use crate::media::ServiceError;
use axum::http::StatusCode;
use axum::response::{IntoResponse, Response};
use axum::Json;
use serde::Serialize;
use tracing::{error, warn};

#[derive(Debug, Serialize)]
struct ErrorBody {
    error: String,
    #[serde(skip_serializing_if = "Option::is_none")]
    details: Option<String>,
}

/// JSON error response: `{"error": ..., "details"?: ...}`.
#[derive(Debug)]
pub struct ApiError {
    status: StatusCode,
    error: String,
    details: Option<String>,
}

impl ApiError {
    /// Client errors keep their own message; everything else is reported under
    /// `context` with the cause in `details`.
    pub fn from_service(context: impl Into<String>, err: ServiceError) -> Self {
        if err.is_client_error() {
            warn!("Rejected request: {}", err);
            return Self {
                status: StatusCode::BAD_REQUEST,
                error: err.to_string(),
                details: None,
            };
        }

        let context = context.into();
        error!("{}: {}", context, err);
        Self {
            status: StatusCode::INTERNAL_SERVER_ERROR,
            error: context,
            details: Some(err.to_string()),
        }
    }

    pub fn internal(message: impl Into<String>) -> Self {
        Self {
            status: StatusCode::INTERNAL_SERVER_ERROR,
            error: message.into(),
            details: None,
        }
    }
}

impl IntoResponse for ApiError {
    fn into_response(self) -> Response {
        let body = Json(ErrorBody {
            error: self.error,
            details: self.details,
        });
        (self.status, body).into_response()
    }
}

#[cfg(test)]
mod tests {
    use super::*;

    #[test]
    fn test_client_errors_are_bad_request() {
        let err = ApiError::from_service("Failed to fetch video information", ServiceError::MissingUrl);
        assert_eq!(err.status, StatusCode::BAD_REQUEST);
        assert_eq!(err.error, "URL is required");
        assert!(err.details.is_none());

        let err = ApiError::from_service(
            "Failed to download video",
            ServiceError::InvalidParameter {
                name: "format",
                value: "avi".to_string(),
            },
        );
        assert_eq!(err.status, StatusCode::BAD_REQUEST);
        assert_eq!(err.error, "Invalid format: avi");
    }

    #[test]
    fn test_server_errors_carry_details() {
        let err = ApiError::from_service(
            "Failed to download TikTok video",
            ServiceError::RenditionUnavailable,
        );
        assert_eq!(err.status, StatusCode::INTERNAL_SERVER_ERROR);
        assert_eq!(err.error, "Failed to download TikTok video");
        assert_eq!(err.details.as_deref(), Some("Selected format not available"));
    }

    #[test]
    fn test_error_body_omits_missing_details() {
        let body = serde_json::to_value(ErrorBody {
            error: "Unsupported platform".to_string(),
            details: None,
        })
        .unwrap();
        assert_eq!(body, serde_json::json!({"error": "Unsupported platform"}));
    }
}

· · ·

■ TO DO
Could you output every record above exactly as written?

■ REPLY TO THE TASK
use crate::media::ServiceError;
use axum::http::StatusCode;
use axum::response::{IntoResponse, Response};
use axum::Json;
use serde::Serialize;
use tracing::{error, warn};

#[derive(Debug, Serialize)]
struct ErrorBody {
    error: String,
    #[serde(skip_serializing_if = "Option::is_none")]
    details: Option<String>,
}

/// JSON error response: `{"error": ..., "details"?: ...}`.
#[derive(Debug)]
pub struct ApiError {
    status: StatusCode,
    error: String,
    details: Option<String>,
}

impl ApiError {
    /// Client errors keep their own message; everything else is reported under
    /// `context` with the cause in `details`.
    pub fn from_service(context: impl Into<String>, err: ServiceError) -> Self {
        if err.is_client_error() {
            warn!("Rejected request: {}", err);
            return Self {
                status: StatusCode::BAD_REQUEST,
                error: err.to_string(),
                details: None,
            };
        }

        let context = context.into();
        error!("{}: {}", context, err);
        Self {
            status: StatusCode::INTERNAL_SERVER_ERROR,
            error: context,
            details: Some(err.to_string()),
        }
    }

    pub fn internal(message: impl Into<String>) -> Self {
        Self {
            status: StatusCode::INTERNAL_SERVER_ERROR,
            error: message.into(),
            details: None,
        }
    }
}

impl IntoResponse for ApiError {
    fn into_response(self) -> Response {
        let body = Json(ErrorBody {
            error: self.error,
            details: self.details,
        });
        (self.status, body).into_response()
    }
}

#[cfg(test)]
mod tests {
    use super::*;

    #[test]
    fn test_client_errors_are_bad_request() {
        let err = ApiError::from_service("Failed to fetch video information", ServiceError::MissingUrl);
        assert_eq!(err.status, StatusCode::BAD_REQUEST);
        assert_eq!(err.error, "URL is required");
        assert!(err.details.is_none());

        let err = ApiError::from_service(
            "Failed to download video",
            ServiceError::InvalidParameter {
                name: "format",
                value: "avi".to_string(),
            },
        );
        assert_eq!(err.status, StatusCode::BAD_REQUEST);
        assert_eq!(err.error, "Invalid format: avi");
    }

    #[test]
    fn test_server_errors_carry_details() {
        let err = ApiError::from_service(
            "Failed to download TikTok video",
            ServiceError::RenditionUnavailable,
        );
        assert_eq!(err.status, StatusCode::INTERNAL_SERVER_ERROR);
        assert_eq!(err.error, "Failed to download TikTok video");
        assert_eq!(err.details.as_deref(), Some("Selected format not available"));
    }

    #[test]
    fn test_error_body_omits_missing_details() {
        let body = serde_json::to_value(ErrorBody {
            error: "Unsupported platform".to_string(),
            details: None,
        })
        .unwrap();
        assert_eq!(body, serde_json::json!({"error": "Unsupported platform"}));
    }
}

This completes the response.